Our time in Chatt was dwindling down and I was wondering if I’d be able to go up it again, or would I have to come back and try another time. Mostly, I was in need of a good belayer—someone who didn’t mind trudging far west with me and taking up a few hours of their day. Sabine Connors pretty much saved the day when she said she’d join me. Not only did she come with me, but she was also buzzing with excitement (more than me, I think!)
Racking up, it already felt improbable. I had sorta figured out what to do through the upper section but still, up until that day, had not been able to do the start clean. It was overhanging. It was burly. And scary, burly, low to the ground moves still make me nervous. But Sabine put me on belay and I started upward. I’d told myself, it was just a warm-up burn to familiarize myself with the gear and movement again. I went entirely horizontal, to the point where I was almost upside down, and plugged my first few pieces. Breathing deeply, I continued through the bulgy roof that had given me trouble from day one. I got to a good stance and said, “Fuck if I try that again.” I was NOT doing that again.
I continued up through the 5.10ish crack and at the arete, I plugged a bomber hand-sized piece. From perfect hands, I inverted to place my feet inside the crack.
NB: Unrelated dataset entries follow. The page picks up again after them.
//! Fly to a network entity by name.

use foundation::math::Vec3;
use scene::host::ViewerHost;
use tracing::info;

use crate::error::LocateError;
use crate::id::NetworkEntityId;
use crate::interaction::{InteractionController, activate};

/// Outcome of a successful [`InteractionController::locate`].
#[derive(Debug, Clone, PartialEq)]
pub struct Located {
    pub id: NetworkEntityId,
    /// Where the camera was sent: the point itself, the conduit midpoint or
    /// the subcatchment centroid.
    pub focus: Vec3,
}

impl<H: ViewerHost> InteractionController<H> {
    /// Selects the entity named `name` and flies the camera to it.
    ///
    /// Points win over lines and lines over polygons when a name is used in
    /// several namespaces. Failures are also reported to the notifier.
    pub fn locate(&mut self, name: &str) -> Result<Located, LocateError> {
        let result = self.try_locate(name.trim());
        match &result {
            Ok(located) => {
                info!("located {}", located.id);
                self.notifier.success(&format!("located {}", located.id.name));
            }
            Err(err) => self.notifier.error(&err.to_string()),
        }
        result
    }

    fn try_locate(&mut self, name: &str) -> Result<Located, LocateError> {
        let mut registry = self.registry.borrow_mut();
        let id = registry
            .find_by_name(name)
            .ok_or_else(|| LocateError::NotFound(name.to_string()))?;
        let focus = registry
            .focus(&id)
            .ok_or_else(|| LocateError::NoFocus(id.clone()))?;

        activate(&mut *registry, &*self.selection, &id, None);
        registry.host_mut().fly_to(focus);
        Ok(Located { id, focus })
    }
}

#[cfg(test)]
mod tests {
    use crate::config::NetworkStyles;
    use crate::definition::{LineDefinition, PointDefinition, PolygonDefinition};
    use crate::error::LocateError;
    use crate::id::NetworkEntityId;
    use crate::interaction::InteractionController;
    use crate::notify::RecordingSink;
    use crate::registry::{EntityRegistry, shared};
    use crate::selection::{SelectionCell, SelectionStore};
    use foundation::math::cartesian_from_degrees;
    use scene::World;
    use std::rc::Rc;

    fn controller() -> (InteractionController<World>, Rc<SelectionCell>, Rc<RecordingSink>) {
        let mut reg = EntityRegistry::new(World::new(), NetworkStyles::default());
        for (name, lon) in [("J1", 103.0), ("J2", 103.02)] {
            reg.upsert(
                NetworkEntityId::point(name),
                PointDefinition {
                    lon,
                    lat: 29.0,
                    ..PointDefinition::default()
                }
                .into(),
            );
        }
        reg.upsert(
            NetworkEntityId::line("C1"),
            LineDefinition::between("J1", "J2").into(),
        );
        reg.upsert(
            NetworkEntityId::polygon("S1"),
            PolygonDefinition {
                vertices: vec![[103.0, 29.1], [103.2, 29.1], [103.2, 29.3], [103.0, 29.3]],
                ..PolygonDefinition::default()
            }
            .into(),
        );
        let selection = Rc::new(SelectionCell::new());
        let sink = Rc::new(RecordingSink::new());
        let c = InteractionController::new(shared(reg), selection.clone(), sink.clone());
        (c, selection, sink)
    }

    #[test]
    fn locating_a_point_flies_to_it() {
        let (mut c, selection, _) = controller();
        let located = c.locate("J2").unwrap();
        assert!(located.focus.distance(cartesian_from_degrees(103.02, 29.0, 0.0)) < 1e-6);
        assert_eq!(selection.active_id(), Some(NetworkEntityId::point("J2")));
        let target = c.registry.borrow().host().camera().target;
        assert!(target.distance(located.focus) < 1e-6);
    }

    #[test]
    fn line_focus_is_its_midpoint() {
        let (mut c, _, _) = controller();
        let located = c.locate("C1").unwrap();
        let a = cartesian_from_degrees(103.0, 29.0, 0.0);
        let b = cartesian_from_degrees(103.02, 29.0, 0.0);
        assert!(located.focus.distance(a.lerp(b, 0.5)) < 1e-6);
    }

    #[test]
    fn polygon_focus_is_its_centroid() {
        let (mut c, _, _) = controller();
        let located = c.locate("S1").unwrap();
        assert!(located.focus.distance(cartesian_from_degrees(103.1, 29.2, 0.0)) < 1e-6);
    }

    #[test]
    fn unknown_name_is_reported() {
        let (mut c, selection, sink) = controller();
        c.locate("J1").unwrap();
        assert_eq!(
            c.locate("nowhere"),
            Err(LocateError::NotFound("nowhere".into()))
        );
        assert_eq!(sink.errors().len(), 1);
        assert_eq!(selection.active_id(), Some(NetworkEntityId::point("J1")));
    }

    #[test]
    fn surrounding_whitespace_is_ignored() {
        let (mut c, selection, sink) = controller();
        let located = c.locate("  J1 ").unwrap();
        assert_eq!(located.id, NetworkEntityId::point("J1"));
        assert_eq!(selection.active_id(), Some(NetworkEntityId::point("J1")));
        let messages: Vec<String> = sink.all().into_iter().map(|n| n.message).collect();
        assert_eq!(messages, vec!["located J1".to_string()]);
    }
}
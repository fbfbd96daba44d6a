//! Read-only access to the network data backend.

use std::fmt;
use std::future::Future;
use std::pin::Pin;
use std::rc::Rc;

use serde_json::Value;

use crate::error::ApiError;
use crate::records::{ConduitRecord, JunctionRecord, OutfallRecord, SubcatchmentRecord};

/// Boxed future returned by [`NetworkApi`]. Not `Send`: everything runs on the
/// viewer's thread.
pub type BoxFuture<'a, T> = Pin<Box<dyn Future<Output = T> + 'a>>;

/// The collections fetched by a reload, in rebuild order.
#[derive(Debug, Copy, Clone, PartialEq, Eq, Hash)]
pub enum Collection {
    Junctions,
    Outfalls,
    Conduits,
    Subcatchments,
    Boundary,
}

impl Collection {
    pub const ORDER: [Collection; 5] = [
        Collection::Junctions,
        Collection::Outfalls,
        Collection::Conduits,
        Collection::Subcatchments,
        Collection::Boundary,
    ];

    pub fn as_str(self) -> &'static str {
        match self {
            Collection::Junctions => "junctions",
            Collection::Outfalls => "outfalls",
            Collection::Conduits => "conduits",
            Collection::Subcatchments => "subcatchments",
            Collection::Boundary => "boundary",
        }
    }
}

impl fmt::Display for Collection {
    fn fmt(&self, f: &mut fmt::Formatter<'_>) -> fmt::Result {
        f.write_str(self.as_str())
    }
}

pub trait NetworkApi {
    fn list_junctions(&self) -> BoxFuture<'_, Result<Vec<JunctionRecord>, ApiError>>;
    fn list_outfalls(&self) -> BoxFuture<'_, Result<Vec<OutfallRecord>, ApiError>>;
    fn list_conduits(&self) -> BoxFuture<'_, Result<Vec<ConduitRecord>, ApiError>>;
    fn list_subcatchments(&self) -> BoxFuture<'_, Result<Vec<SubcatchmentRecord>, ApiError>>;
    /// Raw boundary GeoJSON.
    fn get_boundary(&self) -> BoxFuture<'_, Result<Value, ApiError>>;
}

impl<A: NetworkApi + ?Sized> NetworkApi for Rc<A> {
    fn list_junctions(&self) -> BoxFuture<'_, Result<Vec<JunctionRecord>, ApiError>> {
        (**self).list_junctions()
    }

    fn list_outfalls(&self) -> BoxFuture<'_, Result<Vec<OutfallRecord>, ApiError>> {
        (**self).list_outfalls()
    }

    fn list_conduits(&self) -> BoxFuture<'_, Result<Vec<ConduitRecord>, ApiError>> {
        (**self).list_conduits()
    }

    fn list_subcatchments(&self) -> BoxFuture<'_, Result<Vec<SubcatchmentRecord>, ApiError>> {
        (**self).list_subcatchments()
    }

    fn get_boundary(&self) -> BoxFuture<'_, Result<Value, ApiError>> {
        (**self).get_boundary()
    }
}
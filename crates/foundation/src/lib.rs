pub mod handles;
pub mod math;

// Foundation crate: small, well-tested primitives only.
pub use handles::*;
#[cfg(test)]
mod tests {
    use super::EntityRegistry;
    use crate::config::NetworkStyles;
    use crate::definition::{
        EntityDefinition, LineDefinition, NodeAttributes, PointDefinition, PolygonDefinition,
    };
    use crate::id::NetworkEntityId;
    use crate::records::{OutfallKind, SubcatchmentRecord};
    use foundation::math::{Ecef, Vec3, cartesian_from_degrees, ecef_to_geodetic};
    use scene::World;
    use scene::host::PositionLookup;

    fn junction(lon: f64, lat: f64, elevation: f64) -> EntityDefinition {
        PointDefinition {
            lon,
            lat,
            elevation,
            ..PointDefinition::default()
        }
        .into()
    }

    fn outfall(lon: f64, lat: f64, elevation: f64) -> EntityDefinition {
        PointDefinition {
            lon,
            lat,
            elevation,
            attributes: NodeAttributes::Outfall {
                kind: OutfallKind::Free,
                stage: None,
            },
        }
        .into()
    }

    fn scenario() -> EntityRegistry<World> {
        let mut reg = EntityRegistry::new(World::new(), NetworkStyles::default());
        reg.upsert(NetworkEntityId::point("J1"), junction(103.0, 29.0, 10.0));
        reg.upsert(NetworkEntityId::point("O1"), outfall(103.01, 29.0, 5.0));
        reg.upsert(
            NetworkEntityId::line("C1"),
            LineDefinition::between("J1", "O1").into(),
        );
        reg
    }

    fn subcatchment(outlet: &str) -> EntityDefinition {
        PolygonDefinition::from(&SubcatchmentRecord {
            name: "S1".into(),
            rain_gage: "*".into(),
            outlet: outlet.into(),
            area: 5.0,
            imperviousness: 25.0,
            width: 500.0,
            slope: 0.5,
            polygon: vec![[103.0, 29.01], [103.01, 29.01], [103.01, 29.02], [103.0, 29.02]],
        })
        .into()
    }

    #[test]
    fn example_network_resolves_and_breaks_cleanly() {
        let mut reg = scenario();
        assert_eq!(reg.len(), 3);

        let c1 = NetworkEntityId::line("C1");
        let [a, b] = reg.line_endpoints(&c1).unwrap();
        assert!(a.distance(cartesian_from_degrees(103.0, 29.0, 10.0)) < 1e-6);
        assert!(b.distance(cartesian_from_degrees(103.01, 29.0, 5.0)) < 1e-6);

        assert!(reg.remove(&NetworkEntityId::point("J1")));
        assert_eq!(reg.line_endpoints(&c1), None);
        let frame = reg.host().resolve_frame();
        assert!(frame.lines.is_empty());
    }

    #[test]
    fn line_with_unknown_endpoint_is_not_added() {
        let mut reg = scenario();
        let before = reg.host().len();
        let added = reg.upsert(
            NetworkEntityId::line("C2"),
            LineDefinition::between("J1", "MISSING").into(),
        );
        assert_eq!(added, None);
        assert_eq!(reg.host().len(), before);
        assert!(!reg.contains(&NetworkEntityId::line("C2")));
    }

    #[test]
    fn names_may_repeat_across_kinds() {
        let mut reg = scenario();
        reg.upsert(NetworkEntityId::polygon("J1"), subcatchment("O1"));
        assert_eq!(reg.len(), 4);
        assert_eq!(reg.find_by_name("J1"), Some(NetworkEntityId::point("J1")));
        assert_eq!(reg.find_by_name("C1"), Some(NetworkEntityId::line("C1")));
    }

    #[test]
    fn mismatched_kind_is_rejected() {
        let mut reg = scenario();
        assert_eq!(reg.upsert(NetworkEntityId::line("X"), junction(0.0, 0.0, 0.0)), None);
    }

    #[test]
    fn moving_a_point_moves_its_lines() {
        let mut reg = scenario();
        let target = cartesian_from_degrees(103.005, 29.005, 0.0);
        let props = reg.move_point(&NetworkEntityId::point("J1"), target).unwrap();

        assert!((props.number("lon").unwrap() - 103.005).abs() < 1e-7);
        assert!((props.number("elevation").unwrap() - 44.0).abs() < 1e-3);
        let [a, _] = reg.line_endpoints(&NetworkEntityId::line("C1")).unwrap();
        assert!(a.distance(target) < 1e-6);
    }

    #[test]
    fn moving_a_line_is_refused() {
        let mut reg = scenario();
        assert!(reg.move_point(&NetworkEntityId::line("C1"), Vec3::ZERO).is_none());
    }

    #[test]
    fn highlight_swaps_style_and_back() {
        let mut reg = scenario();
        let j1 = NetworkEntityId::point("J1");
        let default = reg.style_of(&j1).unwrap();

        assert!(reg.highlight(&j1, true));
        assert_eq!(reg.style_of(&j1), Some(reg.styles().point_highlight));
        assert!(reg.highlight(&j1, false));
        assert_eq!(reg.style_of(&j1), Some(default));
        assert!(!reg.highlight(&NetworkEntityId::point("nope"), true));
    }

    #[test]
    fn connector_is_drawn_once_and_removed_on_reverse() {
        let mut reg = scenario();
        let s1 = NetworkEntityId::polygon("S1");
        reg.upsert(s1.clone(), subcatchment("O1"));
        let base = reg.host().len();

        reg.highlight(&s1, true);
        reg.highlight(&s1, true);
        assert_eq!(reg.host().len(), base + 1);
        assert!(reg.has_connector(&s1));
        assert!(reg.connector(&s1).is_some());

        reg.highlight(&s1, false);
        assert_eq!(reg.host().len(), base);
        assert!(!reg.has_connector(&s1));
    }

    #[test]
    fn unresolvable_outlet_draws_no_connector() {
        let mut reg = scenario();
        let s1 = NetworkEntityId::polygon("S1");
        reg.upsert(s1.clone(), subcatchment("*"));
        let base = reg.host().len();

        assert!(reg.highlight(&s1, true));
        assert_eq!(reg.host().len(), base);
        assert!(!reg.has_connector(&s1));

        let s2 = NetworkEntityId::polygon("S2");
        reg.upsert(s2.clone(), subcatchment("GONE"));
        assert!(reg.highlight(&s2, true));
        assert!(!reg.has_connector(&s2));
    }

    #[test]
    fn remove_all_clears_host() {
        let mut reg = scenario();
        reg.remove_all();
        assert!(reg.is_empty());
        assert!(reg.host().is_empty());
    }

    #[test]
    fn upsert_replaces_existing_entity() {
        let mut reg = scenario();
        reg.upsert(NetworkEntityId::point("J1"), junction(103.002, 29.0, 12.0));
        assert_eq!(reg.len(), 3);
        assert_eq!(reg.host().len(), 3);
        let props = reg.snapshot(&NetworkEntityId::point("J1")).unwrap();
        assert_eq!(props.number("elevation"), Some(12.0));
    }

    #[test]
    fn dragged_point_keeps_its_height_when_re_registered() {
        let mut reg = scenario();
        let j1 = NetworkEntityId::point("J1");
        let target = cartesian_from_degrees(103.005, 29.005, 0.0);
        reg.move_point(&j1, target).unwrap();

        let definition = reg.get(&j1).unwrap().definition.clone();
        reg.upsert(j1.clone(), definition);

        let position = reg.host().position_of(&j1.key()).unwrap();
        assert!(position.distance(target) < 1e-3);
        let height = ecef_to_geodetic(Ecef::from(position)).alt_m;
        assert!(height.abs() < 1e-3);
    }

    #[test]
    fn replacing_a_highlighted_point_keeps_the_highlight() {
        let mut reg = scenario();
        let j1 = NetworkEntityId::point("J1");
        reg.highlight(&j1, true);

        reg.upsert(j1.clone(), junction(103.002, 29.0, 12.0));
        assert!(reg.is_highlighted(&j1));
        assert_eq!(reg.style_of(&j1), Some(reg.styles().point_highlight));

        reg.highlight(&j1, false);
        reg.upsert(j1.clone(), junction(103.003, 29.0, 12.0));
        assert!(!reg.is_highlighted(&j1));
        assert_ne!(reg.style_of(&j1), Some(reg.styles().point_highlight));
    }

    #[test]
    fn replacing_a_highlighted_subcatchment_redraws_its_connector() {
        let mut reg = scenario();
        let s1 = NetworkEntityId::polygon("S1");
        reg.upsert(s1.clone(), subcatchment("O1"));
        let base = reg.host().len();
        reg.highlight(&s1, true);

        reg.upsert(s1.clone(), subcatchment("O1"));
        assert!(reg.has_connector(&s1));
        assert_eq!(reg.host().len(), base + 1);
        assert_eq!(reg.style_of(&s1), Some(reg.styles().polygon_highlight));
    }

    #[test]
    fn removing_drops_the_highlight() {
        let mut reg = scenario();
        let j1 = NetworkEntityId::point("J1");
        reg.highlight(&j1, true);
        reg.remove(&j1);
        assert!(!reg.is_highlighted(&j1));

        reg.upsert(j1.clone(), junction(103.0, 29.0, 10.0));
        assert_ne!(reg.style_of(&j1), Some(reg.styles().point_highlight));
    }
}
pub mod geometry;
pub mod properties;
pub mod style;

pub use geometry::*;
pub use properties::*;
pub use style::*;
I took a breath—two breaths—and came swinging out. My heel-toe cam kept me perfectly in place and I pivoted to the other side. I shuffled quickly through to where I thought I would plug another piece but decided to skip it. In one swift motion, I sat up, chin at my knees and grabbed the tufa-like feature inside. After scraping my way through it, I made it past the bombay chimney to the final crux.
The offwidth is overhanging just enough. I wasn’t sure if I needed to invert again or not; it was unclear. I did a butterfly on a 4 section and got myself slightly inverted before going full splits. I wanted to be angry that Mountain Project calls it “overhanging fists” because for someone with my sized mitts, it isn’t. But, I battled for several moments, hearing Sabine shout up to me, “You got it!” And then, amazingly enough, I did have it. I’d pulled the last overhanging roof.
Reaching the anchors on the first attempt that day almost brought me to happy tears. I had put so much of myself into this route, spanning several years, that it felt surreal to know that it was finished. I remembered the first time I sent Human Chew Toy, I wrote that you don’t always make it to the top. Giving yourself a little time and space between you and the things that you want gives you perspective, which is all a part of the route. They always tell you that it’s a journey, but they never tell you how much.
When I look back at last year as the winter I put both of my east coast projects to rest, and I feel satisfied. I’ve taken a lot of time off since that January and, while I’ve still been climbing, I have not been seeking anything to project. I think that’s a necessary part of the journey, too: taking time to reset. I’ll be ready to start all over again though, soon. Starting from the beginning is just as important as getting to the end. How hard you climb and how hard you try are two different things.